Exercise brief:
Lines below that hold the word "call" must be copied in full.

Supplied data:
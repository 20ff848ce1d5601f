//! ============================================================================
//! HTTP Transport
//! ============================================================================
//! The single seam between the core and the network. Production code uses
//! [`ReqwestTransport`]; tests script responses through their own impl.
//! ============================================================================

use async_trait::async_trait;
use reqwest::header::AUTHORIZATION;
use reqwest::Client;
use tracing::debug;

use crate::config::ClientConfig;
use crate::types::FlickrError;

/// A GET request as the core describes it
#[derive(Debug, Clone, Default, PartialEq, Eq)]
pub struct HttpRequest {
    pub url: String,
    /// Query parameters in the order they should be sent
    pub query: Vec<(String, String)>,
    /// Full `Authorization` header value, if the call is signed
    pub authorization: Option<String>,
}

impl HttpRequest {
    pub fn get(url: impl Into<String>) -> Self {
        Self {
            url: url.into(),
            query: Vec::new(),
            authorization: None,
        }
    }

    pub fn query_param(&self, key: &str) -> Option<&str> {
        self.query
            .iter()
            .find(|(k, _)| k == key)
            .map(|(_, v)| v.as_str())
    }
}

/// Status and body of a completed request
#[derive(Debug, Clone, PartialEq, Eq)]
pub struct HttpResponse {
    pub status: u16,
    pub body: String,
}

/// Issues GET requests on behalf of the core
#[async_trait]
pub trait HttpTransport: Send + Sync {
    /// Send the request. Only network-level failures are errors; any HTTP
    /// status is returned as a response.
    async fn get(&self, request: HttpRequest) -> Result<HttpResponse, FlickrError>;
}

/// reqwest-backed transport with a per-call timeout
pub struct ReqwestTransport {
    client: Client,
}

impl ReqwestTransport {
    pub fn new(config: &ClientConfig) -> Result<Self, FlickrError> {
        let client = Client::builder()
            .timeout(config.timeout)
            .user_agent(concat!("flickr-rss/", env!("CARGO_PKG_VERSION")))
            .build()
            .map_err(|e| FlickrError::transport("building HTTP client", e.to_string()))?;

        Ok(Self { client })
    }
}

#[async_trait]
impl HttpTransport for ReqwestTransport {
    async fn get(&self, request: HttpRequest) -> Result<HttpResponse, FlickrError> {
        debug!("GET {} ({} query params)", request.url, request.query.len());

        let mut builder = self.client.get(&request.url).query(&request.query);
        if let Some(auth) = &request.authorization {
            builder = builder.header(AUTHORIZATION, auth);
        }

        let response = builder.send().await.map_err(|e| {
            let detail = if e.is_timeout() {
                format!("request timed out: {}", e)
            } else {
                e.to_string()
            };
            FlickrError::transport(format!("GET {}", request.url), detail)
        })?;

        let status = response.status().as_u16();
        let body = response
            .text()
            .await
            .map_err(|e| FlickrError::transport(format!("reading body of {}", request.url), e.to_string()))?;

        debug!("GET {} -> {} ({} bytes)", request.url, status, body.len());
        Ok(HttpResponse { status, body })
    }
}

Task result:
    /// Full `Authorization` header value, if the call is signed
/// reqwest-backed transport with a per-call timeout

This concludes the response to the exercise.